- Balarpur Location in Uttar Pradesh, India
- Coordinates: 27°24′41″N 79°05′31″E﻿ / ﻿27.41145°N 79.09193°E
- Country: India
- State: Uttar Pradesh
- District: Mainpuri
- Tehsil: Bhongaon

Area
- • Total: 1.445 km^{2} (0.558 sq mi)

Population (2011)
- • Total: 1,553
- • Density: 1,075/km^{2} (2,784/sq mi)
- Time zone: UTC+5:30 (IST)
- PIN: 205267

= Balarpur =

Village in Uttar Pradesh, India

Balarpur is a village in Sultanganj block of Mainpuri district, Uttar Pradesh, India. As of 2011, it had a population of 1,553, in 248 households.

== Demographics ==
As of 2011, Balarpur had a population of 1,553, in 248 households. This population was 53.9% male (837) and 46.1% female (716). The 0-6 age group numbered 210 (117 male and 93 female), or 13.5% of the total population. 344 residents were members of Scheduled Castes, or 22.2% of the total.

The 1981 census recorded Balarpur as having a population of 910 people, in 161 households.

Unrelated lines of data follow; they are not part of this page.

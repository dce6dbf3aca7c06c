//! Database operations for the chart of accounts.

use rusqlite::{Connection, Row};
use time::OffsetDateTime;

use crate::{
    Error,
    chart_of_accounts::{AccountId, ChartOfAccount, domain::AccountInput},
};

/// Create an account and return it with its generated ID.
///
/// # Errors
/// Returns [Error::InvalidReference] if the parent account does not exist.
pub fn create_account(input: &AccountInput, connection: &Connection) -> Result<ChartOfAccount, Error> {
    connection
        .prepare(
            "INSERT INTO chart_of_accounts (code, name, type, parent_id, active, created_at)
             VALUES (?1, ?2, ?3, ?4, ?5, ?6)
             RETURNING id, code, name, type, parent_id, active, created_at",
        )?
        .query_row(
            (
                &input.code,
                &input.name,
                &input.account_type,
                input.parent_id,
                input.active,
                OffsetDateTime::now_utc(),
            ),
            map_row,
        )
        .map_err(|error| error.into())
}

/// Retrieve a single account by ID.
pub fn get_account(id: AccountId, connection: &Connection) -> Result<ChartOfAccount, Error> {
    connection
        .prepare(
            "SELECT id, code, name, type, parent_id, active, created_at
             FROM chart_of_accounts WHERE id = :id",
        )?
        .query_row(&[(":id", &id)], map_row)
        .map_err(|error| error.into())
}

/// Retrieve all accounts ordered by code.
pub fn get_all_accounts(connection: &Connection) -> Result<Vec<ChartOfAccount>, Error> {
    connection
        .prepare(
            "SELECT id, code, name, type, parent_id, active, created_at
             FROM chart_of_accounts ORDER BY code ASC, id ASC",
        )?
        .query_map([], map_row)?
        .map(|maybe_account| maybe_account.map_err(|error| error.into()))
        .collect()
}

/// Overwrite every editable field of an account.
///
/// # Errors
/// Returns [Error::UpdateMissingAccount] if `id` does not refer to an account.
pub fn update_account(
    id: AccountId,
    input: &AccountInput,
    connection: &Connection,
) -> Result<(), Error> {
    let rows_affected = connection.execute(
        "UPDATE chart_of_accounts
         SET code = ?1, name = ?2, type = ?3, parent_id = ?4, active = ?5
         WHERE id = ?6",
        (
            &input.code,
            &input.name,
            &input.account_type,
            input.parent_id,
            input.active,
            id,
        ),
    )?;

    if rows_affected == 0 {
        return Err(Error::UpdateMissingAccount);
    }

    Ok(())
}

/// Whether making `parent_id` the parent of `account_id` would close a loop,
/// i.e. `parent_id` is `account_id` itself or one of its descendants.
pub fn creates_parent_cycle(
    account_id: AccountId,
    parent_id: AccountId,
    connection: &Connection,
) -> Result<bool, Error> {
    // UNION rather than UNION ALL so a cycle already in the table still ends.
    connection
        .prepare(
            "WITH RECURSIVE ancestors(id, parent_id) AS (
                SELECT id, parent_id FROM chart_of_accounts WHERE id = ?1
                UNION
                SELECT account.id, account.parent_id
                FROM chart_of_accounts account
                JOIN ancestors ON account.id = ancestors.parent_id
            )
            SELECT EXISTS(SELECT 1 FROM ancestors WHERE id = ?2)",
        )?
        .query_row((parent_id, account_id), |row| row.get(0))
        .map_err(|error| error.into())
}

pub fn create_chart_of_accounts_table(connection: &Connection) -> Result<(), rusqlite::Error> {
    connection.execute_batch(
        "CREATE TABLE IF NOT EXISTS chart_of_accounts (
            id INTEGER PRIMARY KEY,
            code TEXT NOT NULL,
            name TEXT NOT NULL,
            type TEXT NOT NULL,
            parent_id INTEGER REFERENCES chart_of_accounts(id),
            active INTEGER NOT NULL DEFAULT 1,
            created_at TEXT NOT NULL
        );

        CREATE INDEX IF NOT EXISTS idx_chart_of_accounts_code ON chart_of_accounts(code);",
    )?;

    Ok(())
}

fn map_row(row: &Row) -> Result<ChartOfAccount, rusqlite::Error> {
    Ok(ChartOfAccount {
        id: row.get(0)?,
        code: row.get(1)?,
        name: row.get(2)?,
        account_type: row.get(3)?,
        parent_id: row.get(4)?,
        active: row.get(5)?,
        created_at: row.get(6)?,
    })
}

#[cfg(test)]
mod account_query_tests {
    use rusqlite::Connection;

    use crate::{Error, chart_of_accounts::domain::AccountInput, db::initialize};

    use super::{
        create_account, creates_parent_cycle, get_account, get_all_accounts, update_account,
    };

    fn get_test_db_connection() -> Connection {
        let connection = Connection::open_in_memory().unwrap();
        initialize(&connection).expect("Could not initialize database");
        connection
    }

    fn input(code: &str, parent_id: Option<i64>) -> AccountInput {
        AccountInput {
            code: code.to_owned(),
            name: format!("Conta {code}"),
            account_type: "ativo".to_owned(),
            parent_id,
            active: true,
        }
    }

    #[test]
    fn create_child_account_succeeds() {
        let connection = get_test_db_connection();
        let parent = create_account(&input("1", None), &connection).unwrap();

        let child = create_account(&input("1.1", Some(parent.id)), &connection).unwrap();

        assert_eq!(child.parent_id, Some(parent.id));
        assert_eq!(get_account(child.id, &connection), Ok(child));
    }

    #[test]
    fn create_with_missing_parent_is_invalid_reference() {
        let connection = get_test_db_connection();

        let result = create_account(&input("1.1", Some(99)), &connection);

        assert_eq!(result, Err(Error::InvalidReference));
    }

    #[test]
    fn get_all_orders_by_code() {
        let connection = get_test_db_connection();
        create_account(&input("2", None), &connection).unwrap();
        create_account(&input("1.2", None), &connection).unwrap();
        create_account(&input("1.1", None), &connection).unwrap();

        let codes = get_all_accounts(&connection)
            .unwrap()
            .into_iter()
            .map(|account| account.code)
            .collect::<Vec<_>>();

        assert_eq!(codes, vec!["1.1", "1.2", "2"]);
    }

    #[test]
    fn update_account_succeeds() {
        let connection = get_test_db_connection();
        let account = create_account(&input("1", None), &connection).unwrap();
        let new_input = AccountInput {
            active: false,
            account_type: "despesa".to_owned(),
            ..input("3", None)
        };

        update_account(account.id, &new_input, &connection).unwrap();

        let updated = get_account(account.id, &connection).unwrap();
        assert_eq!(updated.code, "3");
        assert_eq!(updated.account_type, "despesa");
        assert!(!updated.active);
    }

    #[test]
    fn parent_cycle_detects_self_and_descendants() {
        let connection = get_test_db_connection();
        let root = create_account(&input("1", None), &connection).unwrap();
        let child = create_account(&input("1.1", Some(root.id)), &connection).unwrap();
        let grandchild = create_account(&input("1.1.1", Some(child.id)), &connection).unwrap();
        let other = create_account(&input("2", None), &connection).unwrap();

        assert_eq!(creates_parent_cycle(root.id, root.id, &connection), Ok(true));
        assert_eq!(creates_parent_cycle(root.id, grandchild.id, &connection), Ok(true));
        assert_eq!(creates_parent_cycle(child.id, root.id, &connection), Ok(false));
        assert_eq!(creates_parent_cycle(root.id, other.id, &connection), Ok(false));
        assert_eq!(creates_parent_cycle(root.id, 99, &connection), Ok(false));
    }

    #[test]
    fn update_with_invalid_id_returns_error() {
        let connection = get_test_db_connection();

        assert_eq!(
            update_account(5, &input("1", None), &connection),
            Err(Error::UpdateMissingAccount)
        );
    }
}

The 1961 census recorded Balarpur as comprising two hamlets, with a total population of 699 people (373 male and 326 female), in 118 households and 111 physical houses. The area of the village was given as 400 acres.

== Infrastructure ==
As of 2011, Balarpur had one primary school and one primary health centre. Drinking water was provided by well, hand pump, and tube well/borehole; there were no public toilets. The village had a post office and public library, as well as at least some access to electricity for all purposes. Streets were made of both kachcha and pakka materials.